Sleep, however, was frustratingly bootless. Samuel could recall no more than flashes of dreams, and betimes he was in too much pain to sleep deeply enough to dream. Yet he could not but think that some clue to the puzzle might lie in his dreams if he could but dream properly.

“Well, the devils’ aim is clear,” Dean noted as he fed Samuel a stew of coneys, the making of which had used up a fair portion of the bread ration. “How to banish the lot is less so. I would we had some way to speak so the whole grange might hear. Have Young Dean and Young Samuel such a thing, think thou?”

Samuel had perforce to swallow swiftly. “Oh, ask me not. It hurts to laugh.”

“Sooth, Samuel.”

“I wit not. Given the thing we saw them in, the... horseless wain or whatever it was, perchance they do.”

“I wonder how such a thing would work....”

Amused, Samuel fell asleep again to Dean’s wondering aloud. Yet somehow, thinking of that far-off and now-averted future helped Samuel to dream at last:

Young Sam, who seemed closer in age to Samuel now than he had in the vision the brothers had shared on the Damascus road, delivered four other children of an age with him-two maids and two lads, and one of the lads a Moor-from an acheri demon, warned them of another demon, and led them out-of-doors onto an empty street. The wooden buildings round about were in disrepair, but a rusted bell graven with a great oak tree caught Young Sam’s eye.

“I’ve seen that bell before,” said he. “I know where we are now: Cold Oak, South Dakota. A town so haunted, every single resident fled.”

Samuel drew in a sharp breath, which his chest protested, and the pain roused him just as Dean knelt beside his bed.

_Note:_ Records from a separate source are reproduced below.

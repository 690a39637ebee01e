//! JSON Lines record sink
//!
//! Appends each record as one line of camelCase JSON.

use crate::output::traits::{OutputError, OutputResult, RecordSink};
use crate::output::OutputRecord;
use std::fs::{File, OpenOptions};
use std::io::{BufWriter, Write};
use std::path::Path;
use std::sync::Mutex;

pub struct JsonLinesSink {
    writer: Mutex<BufWriter<File>>,
}

impl JsonLinesSink {
    /// Opens `path` for appending, creating it if needed
    pub fn open(path: &Path) -> OutputResult<Self> {
        let file = OpenOptions::new().create(true).append(true).open(path)?;
        Ok(Self {
            writer: Mutex::new(BufWriter::new(file)),
        })
    }
}

impl RecordSink for JsonLinesSink {
    fn emit(&self, record: &OutputRecord) -> OutputResult<()> {
        let line = serde_json::to_string(record)?;
        let mut writer = self
            .writer
            .lock()
            .map_err(|e| OutputError::Write(format!("Failed to lock writer: {}", e)))?;
        writeln!(writer, "{}", line)?;
        // Each record is flushed so an interrupted run keeps every emitted line
        writer.flush()?;
        Ok(())
    }

    fn finalize(&self) -> OutputResult<()> {
        self.writer
            .lock()
            .map_err(|e| OutputError::Write(format!("Failed to lock writer: {}", e)))?
            .flush()?;
        Ok(())
    }
}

“What? What is’t?” Dean asked. “Hast seen aught?”

“The-the-what was,” Samuel replied, fighting for both breath and words. “A town of ghosts... where demons played... called Cold Oak.”

Dean frowned. “I wit the name not.”

“Not here. West... where the children are. Shall be.”

“The-”

“’Twas Sam.”

It took Dean a moment to make sense of what Samuel had said. “So in this sight of that which shall not be, Young Sam was in a case like ours?”

“Not yet so bad. Saw but one demon. But the ghosts... were there already.”

“How many?”

“Too many. The folk took flight. ’Twas a ruin.”

Dean leaned back and thought. “’Tis said sites of great evil draw other evil, as rancid meat draws flies. ’Twould account for the devils appearing at this grange and not some other.”

“And for the ghosts.”

“Aye. An the place were already haunted, perchance the devils have stirred up the ghosts as well.”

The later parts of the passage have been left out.